LOEWE スペイン代表の公式パートナー就任を、LOEWEが正式に発表した。この協業は2026年から4年間にわたり実施される予定である。

両者の契約は4年で、LOEWEは男子と女子の両代表の公式造形を担当する。対象は正装のユニフォーム、カジュアルウェア、シューズ、レザーグッズのフルラインである。これらは2026年の北米大会や2030年の共同開催大会に合わせて導入される見通しである。
LOEWEのクリエイティブディレクター、ジャック・マッコロー(Jack McCollough)とラサロ・ヘルナンデス(Lazaro Hernandez)がデザインを主導した。ブランドは1846年にマドリードで創業し、2026年は創立180周年にあたる。長年の皮革工芸と仕立ての技術をサッカーの装いに落とし込む狙いである。
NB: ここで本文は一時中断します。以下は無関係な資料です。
//! Document to pipeline materialization
//!
//! A single synchronous, depth-first pass over an already loaded document:
//! the messenger block is resolved first, then every stage description of
//! the `pipeline` block is resolved through the [`Registry`], bound from its
//! own mapping and given its `run_after` children. The first error aborts
//! the whole parse; no partial pipeline is ever returned.

pub mod document;

use crate::infrastructure::Config;
use crate::pipeline::{
    ConfigError, FAKE_MESSENGER, Messenger, Pipeline, Registry, Result, StageNode, bind,
};
use serde_yaml::{Mapping, Value};
use tracing::{debug, info};

/// Variant used for stage descriptions without `stage_type`
pub const DEFAULT_STAGE_TYPE: &str = "command";

/// Default bound on `run_after` nesting
///
/// Each `run_after` level costs the YAML reader two levels of its own
/// 128-level recursion limit, so bounds above about 60 are never reached
/// for documents read through [`document`].
pub const DEFAULT_MAX_DEPTH: usize = 32;

const MESSENGER_KEY: &str = "messenger";
const MESSENGER_TYPE_KEY: &str = "type";
const PIPELINE_KEY: &str = "pipeline";
const STAGE_TYPE_KEY: &str = "stage_type";
const STAGE_NAME_KEY: &str = "stage_name";
const RUN_AFTER_KEY: &str = "run_after";

/// Tunables for a [`Parser`]
#[derive(Debug, Clone, Copy, PartialEq, Eq)]
pub struct ParserOptions {
    /// Deepest allowed stage; root stages sit at depth 1
    ///
    /// See [`DEFAULT_MAX_DEPTH`] for the reader's own limit.
    pub max_depth: usize,
}

impl Default for ParserOptions {
    fn default() -> Self {
        Self {
            max_depth: DEFAULT_MAX_DEPTH,
        }
    }
}

impl From<&Config> for ParserOptions {
    fn from(config: &Config) -> Self {
        Self {
            max_depth: config.max_depth,
        }
    }
}

/// Builds pipelines from documents using a fixed registry
pub struct Parser {
    registry: Registry,
    options: ParserOptions,
}

impl Default for Parser {
    fn default() -> Self {
        Self::new(Registry::with_defaults())
    }
}

impl Parser {
    /// Creates a parser over `registry` with default options
    #[must_use]
    pub fn new(registry: Registry) -> Self {
        Self {
            registry,
            options: ParserOptions::default(),
        }
    }

    /// Replaces the parser options
    #[must_use]
    pub fn with_options(mut self, options: ParserOptions) -> Self {
        self.options = options;
        self
    }

    /// Registry used for variant lookups
    #[must_use]
    pub fn registry(&self) -> &Registry {
        &self.registry
    }

    /// Current options
    #[must_use]
    pub fn options(&self) -> ParserOptions {
        self.options
    }

    /// Assembles a pipeline from a top-level document.
    ///
    /// # Errors
    ///
    /// - [`ConfigError::MissingBlock`] if `pipeline` is absent or not a sequence
    /// - [`ConfigError::MissingField`] if the messenger block has no `type`
    /// - [`ConfigError::UnknownVariant`] for unregistered stage or messenger types
    /// - [`ConfigError::TypeMismatch`] for values of the wrong shape
    /// - [`ConfigError::MaxDepthExceeded`] for nesting beyond the configured bound
    pub fn parse(&self, document: &Mapping) -> Result<Pipeline> {
        let reporter = self.resolve_messenger(document.get(MESSENGER_KEY))?;

        let Some(Value::Sequence(descriptions)) = document.get(PIPELINE_KEY) else {
            return Err(ConfigError::MissingBlock(PIPELINE_KEY.to_string()));
        };

        let mut pipeline = Pipeline::new(reporter);
        for stage in self.build_stages(descriptions)? {
            pipeline.add_stage(stage);
        }

        info!(
            stages = pipeline.stage_count(),
            total = pipeline.total_stages(),
            "Assembled pipeline"
        );
        Ok(pipeline)
    }

    /// Parses YAML text and assembles a pipeline from it.
    ///
    /// # Errors
    ///
    /// Returns [`ConfigError::Document`] for unreadable text, otherwise the
    /// errors of [`Parser::parse`].
    pub fn parse_str(&self, text: &str) -> Result<Pipeline> {
        self.parse(&document::from_str(text)?)
    }

    /// Resolves the reporter from an optional messenger block.
    ///
    /// An absent or null block yields the no-op messenger.
    ///
    /// # Errors
    ///
    /// Returns [`ConfigError::MissingField`] when the block lacks `type`,
    /// [`ConfigError::UnknownVariant`] for an unregistered type and
    /// [`ConfigError::TypeMismatch`] for a block or option of the wrong shape.
    pub fn resolve_messenger(&self, block: Option<&Value>) -> Result<Box<dyn Messenger>> {
        let block = match block {
            None | Some(Value::Null) => {
                info!("Not found messenger block");
                return self.registry.resolve_messenger(FAKE_MESSENGER);
            }
            Some(Value::Mapping(block)) => block,
            Some(other) => {
                return Err(ConfigError::type_mismatch(MESSENGER_KEY, "a mapping", other));
            }
        };

        info!("Found messenger block");
        let messenger_type = optional_str(block, MESSENGER_TYPE_KEY)?.ok_or_else(|| {
            ConfigError::MissingField {
                block: MESSENGER_KEY.to_string(),
                field: MESSENGER_TYPE_KEY.to_string(),
            }
        })?;
        info!("type of reporter is {}", messenger_type);

        let mut messenger = self.registry.resolve_messenger(messenger_type)?;
        bind(&mut *messenger, block)?;
        Ok(messenger)
    }

    /// Builds an ordered sequence of root stages from their descriptions.
    ///
    /// # Errors
    ///
    /// Returns the first error met anywhere in the forest.
    pub fn build_stages(&self, descriptions: &[Value]) -> Result<Vec<StageNode>> {
        self.build_level(PIPELINE_KEY, descriptions, 1)
    }

    fn build_level(&self, key: &str, descriptions: &[Value], depth: usize) -> Result<Vec<StageNode>> {
        descriptions
            .iter()
            .enumerate()
            .map(|(index, description)| match description {
                Value::Mapping(description) => self.build_stage(description, depth),
                other => Err(ConfigError::type_mismatch(
                    format!("{key}[{index}]"),
                    "a mapping",
                    other,
                )),
            })
            .collect()
    }

    fn build_stage(&self, description: &Mapping, depth: usize) -> Result<StageNode> {
        if depth > self.options.max_depth {
            return Err(ConfigError::MaxDepthExceeded {
                max: self.options.max_depth,
            });
        }

        let stage_type = optional_str(description, STAGE_TYPE_KEY)?.unwrap_or(DEFAULT_STAGE_TYPE);
        let mut variant = self.registry.resolve_stage(stage_type)?;
        let name = optional_str(description, STAGE_NAME_KEY)?;
        bind(&mut *variant, description)?;

        let mut node = StageNode::new(variant);
        if let Some(name) = name {
            node.set_name(name);
        }

        match description.get(RUN_AFTER_KEY) {
            None | Some(Value::Null) => {}
            Some(Value::Sequence(children)) => {
                for child in self.build_level(RUN_AFTER_KEY, children, depth + 1)? {
                    node.add_child(child);
                }
            }
            Some(other) => {
                return Err(ConfigError::type_mismatch(RUN_AFTER_KEY, "a sequence", other));
            }
        }

        debug!(
            kind = node.kind(),
            name = node.name().unwrap_or_default(),
            depth,
            children = node.children.len(),
            "Built stage"
        );
        Ok(node)
    }
}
シリーズのスーツはLOEWEの工房で製作され、袖口の内側にAnagramロゴのラベルを配するなど控えめなディテールを採用した。ポロシャツやジャケット、スラックスは簡潔な輪郭とゆとりのあるシルエットを組み合わせており、フォーマルな場面と長時間の移動の両方での着心地に配慮している。

LOEWE とスペイン代表のコラボ概要
今回のコラボはブランド側がスポーツ分野へ本格的に関わる試みである。LOEWE スペイン代表の公式着用は、選手の日常的な移動や公式行事での露出を通じてブランドの工芸性を広く示す機会になる。
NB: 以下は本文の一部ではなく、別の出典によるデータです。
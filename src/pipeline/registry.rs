//! Variant registries
//!
//! Maps lower-cased type names to constructors producing fresh,
//! default-valued stage or messenger instances. A [`Registry`] is an
//! explicit value handed to the parser; there is no global table.

use super::errors::{ConfigError, Result, VariantKind};
use super::messenger::Messenger;
use super::stage::Stage;
use std::collections::HashMap;

/// Constructor for a stage variant
pub type StageFactory = fn() -> Box<dyn Stage>;

/// Constructor for a messenger variant
pub type MessengerFactory = fn() -> Box<dyn Messenger>;

/// Name of the no-op messenger used when a document has no messenger block
pub const FAKE_MESSENGER: &str = "fake";

/// Name -> constructor table for one kind of variant
pub struct VariantTable<T: ?Sized> {
    kind: VariantKind,
    constructors: HashMap<String, fn() -> Box<T>>,
}

impl<T: ?Sized> VariantTable<T> {
    /// Creates an empty table for `kind`
    #[must_use]
    pub fn new(kind: VariantKind) -> Self {
        Self {
            kind,
            constructors: HashMap::new(),
        }
    }

    /// Registers a constructor, replacing any previous one with the same name
    pub fn register(&mut self, name: &str, constructor: fn() -> Box<T>) {
        self.constructors.insert(normalize(name), constructor);
    }

    /// Builds a fresh instance of the named variant
    ///
    /// # Errors
    ///
    /// Returns [`ConfigError::UnknownVariant`] if nothing is registered
    /// under the normalized name.
    pub fn resolve(&self, name: &str) -> Result<Box<T>> {
        let name = normalize(name);
        match self.constructors.get(&name) {
            Some(constructor) => Ok(constructor()),
            None => Err(ConfigError::UnknownVariant {
                kind: self.kind,
                name,
            }),
        }
    }

    /// Checks if a variant is registered
    #[must_use]
    pub fn contains(&self, name: &str) -> bool {
        self.constructors.contains_key(&normalize(name))
    }

    /// Registered names, sorted
    #[must_use]
    pub fn names(&self) -> Vec<&str> {
        let mut names: Vec<&str> = self.constructors.keys().map(String::as_str).collect();
        names.sort_unstable();
        names
    }
}

fn normalize(name: &str) -> String {
    name.to_lowercase()
}

/// Stage and messenger tables used by the parser
pub struct Registry {
    stages: VariantTable<dyn Stage>,
    messengers: VariantTable<dyn Messenger>,
}

impl Default for Registry {
    fn default() -> Self {
        Self::new()
    }
}

impl Registry {
    /// Creates a registry holding only the no-op messenger
    #[must_use]
    pub fn new() -> Self {
        let mut messengers = VariantTable::new(VariantKind::Messenger);
        messengers.register(FAKE_MESSENGER, crate::variants::FakeMessenger::boxed);
        Self {
            stages: VariantTable::new(VariantKind::Stage),
            messengers,
        }
    }

    /// Creates a registry with every built-in variant
    #[must_use]
    pub fn with_defaults() -> Self {
        let mut registry = Self::new();
        crate::variants::register_defaults(&mut registry);
        registry
    }

    /// Registers a stage variant
    pub fn register_stage(&mut self, name: &str, constructor: StageFactory) -> &mut Self {
        self.stages.register(name, constructor);
        self
    }

    /// Registers a messenger variant
    pub fn register_messenger(&mut self, name: &str, constructor: MessengerFactory) -> &mut Self {
        self.messengers.register(name, constructor);
        self
    }

    /// Builds a fresh stage variant
    ///
    /// # Errors
    ///
    /// Returns [`ConfigError::UnknownVariant`] for unregistered names.
    pub fn resolve_stage(&self, name: &str) -> Result<Box<dyn Stage>> {
        self.stages.resolve(name)
    }

    /// Builds a fresh messenger variant
    ///
    /// # Errors
    ///
    /// Returns [`ConfigError::UnknownVariant`] for unregistered names.
    pub fn resolve_messenger(&self, name: &str) -> Result<Box<dyn Messenger>> {
        self.messengers.resolve(name)
    }

    /// Stage table
    #[must_use]
    pub fn stages(&self) -> &VariantTable<dyn Stage> {
        &self.stages
    }

    /// Messenger table
    #[must_use]
    pub fn messengers(&self) -> &VariantTable<dyn Messenger> {
        &self.messengers
    }
}

#[cfg(test)]
mod tests {
    use super::*;
    use crate::variants::{CommandStage, SlackMessenger};
    use rstest::rstest;

    #[test]
    fn test_new_registry_has_fake_messenger() {
        let registry = Registry::new();
        assert!(registry.messengers().contains(FAKE_MESSENGER));
        assert!(registry.stages().names().is_empty());
    }

    #[rstest]
    #[case("command")]
    #[case("Command")]
    #[case("COMMAND")]
    fn test_resolve_is_case_insensitive(#[case] name: &str) {
        let registry = Registry::with_defaults();
        let stage = registry.resolve_stage(name).unwrap();
        assert_eq!(stage.kind(), "command");
    }

    #[test]
    fn test_resolve_unknown_stage() {
        let registry = Registry::with_defaults();
        let err = registry.resolve_stage("Docker").unwrap_err();
        assert_eq!(
            err,
            ConfigError::UnknownVariant {
                kind: VariantKind::Stage,
                name: "docker".to_string(),
            }
        );
    }

    #[test]
    fn test_resolve_unknown_messenger() {
        let registry = Registry::with_defaults();
        let err = registry.resolve_messenger("irc").unwrap_err();
        assert!(matches!(
            err,
            ConfigError::UnknownVariant {
                kind: VariantKind::Messenger,
                ..
            }
        ));
    }

    #[test]
    fn test_resolve_returns_fresh_instances() {
        let registry = Registry::with_defaults();
        let first = registry.resolve_messenger("slack").unwrap();
        let second = registry.resolve_messenger("slack").unwrap();
        let first = first.downcast_ref::<SlackMessenger>().unwrap();
        let second = second.downcast_ref::<SlackMessenger>().unwrap();
        assert!(!std::ptr::eq(first, second));
        assert!(first.channel.is_empty());
    }

    #[test]
    fn test_register_custom_stage() {
        let mut registry = Registry::new();
        registry.register_stage("Build", CommandStage::boxed);

        assert!(registry.stages().contains("build"));
        assert_eq!(registry.stages().names(), vec!["build"]);
    }

    #[test]
    fn test_default_names() {
        let registry = Registry::with_defaults();
        assert_eq!(registry.stages().names(), vec!["command", "shell"]);
        assert_eq!(
            registry.messengers().names(),
            vec!["fake", "hipchat", "slack"]
        );
    }
}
発表に伴い行われた肖像プロジェクトでは、写真家ブルーノ・スタウブ(Bruno Staub)がマドリード近郊のラス・ロサスにあるナショナルチームのトレーニング拠点で撮影を実施した。撮影では自然光と素の表情を重視し、選手の私的な一面を引き出す演出がとられた。
起用選手とビジュアルの狙い
撮影に参加した主な選手は、ペドリ(Pedri)、ウナイ・シモン(Unai Simón)、ロドリ(Rodri)、パウ・クバルシ(Pau Cubarsí)、ニコ・ウィリアムズ(Nico Williams)、アイタナ・ボンマティ(Aitana Bonmatí)である。これら若手中心の起用は新世代の顔ぶれを打ち出す意図がある。
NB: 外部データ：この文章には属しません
//! stageline - inspect declarative pipeline documents
//!
//! ## Commands
//!
//! - `stageline check` - Build a pipeline from a YAML document and print it
//! - `stageline variants` - List the registered stage and messenger types
//! - `stageline completions` - Generate shell completions
//!
//! ## Quick Start
//!
//! ```bash
//! # Validate a pipeline document
//! stageline check pipeline.yml
//!
//! # Print the assembled structure as JSON
//! stageline check pipeline.yml --format json
//! ```

use std::process::ExitCode;

mod cli;

fn main() -> ExitCode {
    match cli::run() {
        Ok(()) => ExitCode::SUCCESS,
        Err(e) => {
            eprintln!("Error: {e:#}");
            if std::env::var("STAGELINE_VERBOSE").is_ok() {
                eprintln!("{e:?}");
            }
            ExitCode::FAILURE
        }
    }
}
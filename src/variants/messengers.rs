use crate::configurable;
use crate::pipeline::Messenger;
use std::any::Any;

/// No-op reporter, used when a document declares no messenger
#[derive(Debug, Clone, Default, PartialEq, Eq)]
pub struct FakeMessenger;

impl FakeMessenger {
    /// Registered type name
    pub const KIND: &'static str = crate::pipeline::FAKE_MESSENGER;

    /// Fresh instance
    #[must_use]
    pub fn boxed() -> Box<dyn Messenger> {
        Box::new(Self)
    }
}

configurable!(FakeMessenger {});

impl Messenger for FakeMessenger {
    fn kind(&self) -> &'static str {
        Self::KIND
    }

    fn as_any(&self) -> &dyn Any {
        self
    }
}

/// Reports to a Slack channel through an incoming webhook
#[derive(Debug, Clone, Default, PartialEq, Eq)]
pub struct SlackMessenger {
    /// Target channel, e.g. `#ops`
    pub channel: String,
    /// Display name for posted messages
    pub username: Option<String>,
    /// Icon URL for posted messages
    pub icon: Option<String>,
    /// Incoming webhook URL
    pub url: String,
}

impl SlackMessenger {
    /// Registered type name
    pub const KIND: &'static str = "slack";

    /// Fresh unconfigured instance
    #[must_use]
    pub fn boxed() -> Box<dyn Messenger> {
        Box::new(Self::default())
    }
}

configurable!(SlackMessenger {
    "channel" => channel,
    "username" => username,
    "icon" => icon,
    "url" => url,
});

impl Messenger for SlackMessenger {
    fn kind(&self) -> &'static str {
        Self::KIND
    }

    fn as_any(&self) -> &dyn Any {
        self
    }
}

/// Reports to a HipChat room
#[derive(Debug, Clone, Default, PartialEq, Eq)]
pub struct HipChatMessenger {
    /// Room to post to
    pub room_id: String,
    /// API token
    pub token: String,
    /// Sender name
    pub from: Option<String>,
    /// Server base URL, for self-hosted instances
    pub base_url: Option<String>,
}

impl HipChatMessenger {
    /// Registered type name
    pub const KIND: &'static str = "hipchat";

    /// Fresh unconfigured instance
    #[must_use]
    pub fn boxed() -> Box<dyn Messenger> {
        Box::new(Self::default())
    }
}

configurable!(HipChatMessenger {
    "room_id" => room_id,
    "token" => token,
    "from" => from,
    "base_url" => base_url,
});

impl Messenger for HipChatMessenger {
    fn kind(&self) -> &'static str {
        Self::KIND
    }

    fn as_any(&self) -> &dyn Any {
        self
    }
}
写真では衣装に過度な装飾を避け、洗練されたラインと素材感で選手の個性を際立たせている。靴やバッグなどのレザーアイテムもブランドの職人技を反映しているとされる。
今後の展望と意味合い
LOEWE スペイン代表の協業は、スポーツとラグジュアリーの接点を示す事例になる可能性が高い。ブランド側はクリエイティブ、美学、文化のつながりをスポーツ分野に広げる狙いを明確にしている。
選手の公式行事や国際大会の場での着用を通じて、今回のユニフォームは今後数年にわたりスペイン代表の象徴的なイメージとなるだろう。ファンや業界にとっても注目度の高い取り組みである。